Task statement: Go through the lines below. Copy those with "usize".

Stored data entries:

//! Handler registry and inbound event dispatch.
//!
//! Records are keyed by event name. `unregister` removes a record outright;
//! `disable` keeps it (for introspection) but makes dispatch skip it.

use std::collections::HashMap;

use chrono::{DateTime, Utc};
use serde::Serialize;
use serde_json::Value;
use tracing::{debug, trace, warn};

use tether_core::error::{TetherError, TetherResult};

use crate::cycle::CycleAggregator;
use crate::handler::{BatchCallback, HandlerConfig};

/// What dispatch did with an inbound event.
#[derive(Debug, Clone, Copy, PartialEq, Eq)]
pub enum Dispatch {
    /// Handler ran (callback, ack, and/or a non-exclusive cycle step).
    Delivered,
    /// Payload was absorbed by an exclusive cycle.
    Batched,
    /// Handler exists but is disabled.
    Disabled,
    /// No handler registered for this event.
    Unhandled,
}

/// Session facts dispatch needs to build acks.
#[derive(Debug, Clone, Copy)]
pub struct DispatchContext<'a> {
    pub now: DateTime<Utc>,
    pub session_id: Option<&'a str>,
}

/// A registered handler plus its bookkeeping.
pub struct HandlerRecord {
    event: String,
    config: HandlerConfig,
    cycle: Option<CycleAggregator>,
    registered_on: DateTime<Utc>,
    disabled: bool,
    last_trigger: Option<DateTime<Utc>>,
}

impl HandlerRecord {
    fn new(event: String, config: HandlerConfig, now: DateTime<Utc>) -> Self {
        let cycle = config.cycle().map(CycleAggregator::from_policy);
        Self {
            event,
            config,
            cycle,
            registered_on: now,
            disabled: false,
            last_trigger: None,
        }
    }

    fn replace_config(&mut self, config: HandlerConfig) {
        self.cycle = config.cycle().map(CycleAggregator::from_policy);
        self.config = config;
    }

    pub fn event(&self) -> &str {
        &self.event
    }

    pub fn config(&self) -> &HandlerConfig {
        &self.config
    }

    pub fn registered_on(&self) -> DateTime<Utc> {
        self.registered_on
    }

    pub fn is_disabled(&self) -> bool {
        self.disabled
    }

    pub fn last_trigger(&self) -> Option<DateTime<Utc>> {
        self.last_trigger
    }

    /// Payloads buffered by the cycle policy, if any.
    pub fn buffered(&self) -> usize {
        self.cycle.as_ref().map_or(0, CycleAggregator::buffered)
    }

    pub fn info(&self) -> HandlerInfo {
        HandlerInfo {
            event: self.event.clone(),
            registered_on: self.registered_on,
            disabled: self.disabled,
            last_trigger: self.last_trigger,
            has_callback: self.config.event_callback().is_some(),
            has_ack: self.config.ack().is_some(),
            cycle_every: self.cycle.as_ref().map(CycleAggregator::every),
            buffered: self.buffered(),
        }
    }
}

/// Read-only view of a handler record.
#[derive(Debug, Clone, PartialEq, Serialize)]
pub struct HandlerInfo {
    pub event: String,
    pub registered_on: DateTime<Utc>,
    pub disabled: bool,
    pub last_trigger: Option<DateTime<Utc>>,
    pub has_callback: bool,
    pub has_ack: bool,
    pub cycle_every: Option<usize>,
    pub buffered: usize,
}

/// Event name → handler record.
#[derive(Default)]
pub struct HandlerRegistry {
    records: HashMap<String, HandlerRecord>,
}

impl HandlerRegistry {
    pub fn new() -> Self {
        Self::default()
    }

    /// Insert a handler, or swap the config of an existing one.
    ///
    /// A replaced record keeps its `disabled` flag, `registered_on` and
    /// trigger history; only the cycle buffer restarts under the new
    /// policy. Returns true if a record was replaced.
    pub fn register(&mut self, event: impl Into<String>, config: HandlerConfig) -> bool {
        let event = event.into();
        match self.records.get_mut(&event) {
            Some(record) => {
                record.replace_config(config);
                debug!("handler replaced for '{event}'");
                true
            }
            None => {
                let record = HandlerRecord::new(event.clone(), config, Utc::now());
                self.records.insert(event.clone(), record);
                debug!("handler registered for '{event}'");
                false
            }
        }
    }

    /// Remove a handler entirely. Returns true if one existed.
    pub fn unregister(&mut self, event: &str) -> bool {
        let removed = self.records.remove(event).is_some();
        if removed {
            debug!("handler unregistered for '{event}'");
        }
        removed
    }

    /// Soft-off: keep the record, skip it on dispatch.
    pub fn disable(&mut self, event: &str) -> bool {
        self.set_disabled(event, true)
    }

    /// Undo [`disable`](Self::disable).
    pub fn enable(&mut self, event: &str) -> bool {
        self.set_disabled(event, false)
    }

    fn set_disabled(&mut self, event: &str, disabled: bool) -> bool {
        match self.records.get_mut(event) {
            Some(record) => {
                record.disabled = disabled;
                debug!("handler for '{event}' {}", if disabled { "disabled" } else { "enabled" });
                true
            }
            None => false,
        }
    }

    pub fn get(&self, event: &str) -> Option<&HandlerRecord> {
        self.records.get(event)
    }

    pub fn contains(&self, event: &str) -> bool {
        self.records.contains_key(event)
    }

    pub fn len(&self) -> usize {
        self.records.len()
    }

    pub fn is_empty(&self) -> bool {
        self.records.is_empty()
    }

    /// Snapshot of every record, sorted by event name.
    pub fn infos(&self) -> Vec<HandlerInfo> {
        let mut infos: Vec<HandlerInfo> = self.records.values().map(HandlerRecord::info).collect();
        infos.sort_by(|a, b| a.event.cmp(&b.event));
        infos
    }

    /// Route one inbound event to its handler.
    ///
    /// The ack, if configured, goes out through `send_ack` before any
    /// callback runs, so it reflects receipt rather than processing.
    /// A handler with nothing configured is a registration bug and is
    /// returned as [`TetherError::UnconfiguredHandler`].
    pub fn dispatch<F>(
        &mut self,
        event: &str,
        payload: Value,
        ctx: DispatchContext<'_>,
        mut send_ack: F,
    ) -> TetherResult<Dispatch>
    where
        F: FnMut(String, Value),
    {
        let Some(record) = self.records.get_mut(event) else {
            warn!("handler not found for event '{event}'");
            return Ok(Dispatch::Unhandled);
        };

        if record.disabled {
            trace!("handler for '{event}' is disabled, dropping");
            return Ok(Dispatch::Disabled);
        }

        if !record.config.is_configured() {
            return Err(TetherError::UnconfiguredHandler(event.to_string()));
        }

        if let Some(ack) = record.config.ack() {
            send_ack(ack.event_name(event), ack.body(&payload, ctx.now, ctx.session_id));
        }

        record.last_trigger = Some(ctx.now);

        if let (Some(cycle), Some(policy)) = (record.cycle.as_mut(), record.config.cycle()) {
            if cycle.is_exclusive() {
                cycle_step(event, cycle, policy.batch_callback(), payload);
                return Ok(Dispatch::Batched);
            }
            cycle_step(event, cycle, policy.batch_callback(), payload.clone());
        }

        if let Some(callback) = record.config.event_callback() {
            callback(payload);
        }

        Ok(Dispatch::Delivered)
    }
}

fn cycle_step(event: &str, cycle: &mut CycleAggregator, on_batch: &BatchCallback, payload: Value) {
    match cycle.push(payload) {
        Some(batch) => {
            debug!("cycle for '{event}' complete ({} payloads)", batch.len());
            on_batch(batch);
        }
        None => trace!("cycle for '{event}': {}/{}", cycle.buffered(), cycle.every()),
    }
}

Final answer:
    pub fn buffered(&self) -> usize {
    pub cycle_every: Option<usize>,
    pub buffered: usize,
    pub fn len(&self) -> usize {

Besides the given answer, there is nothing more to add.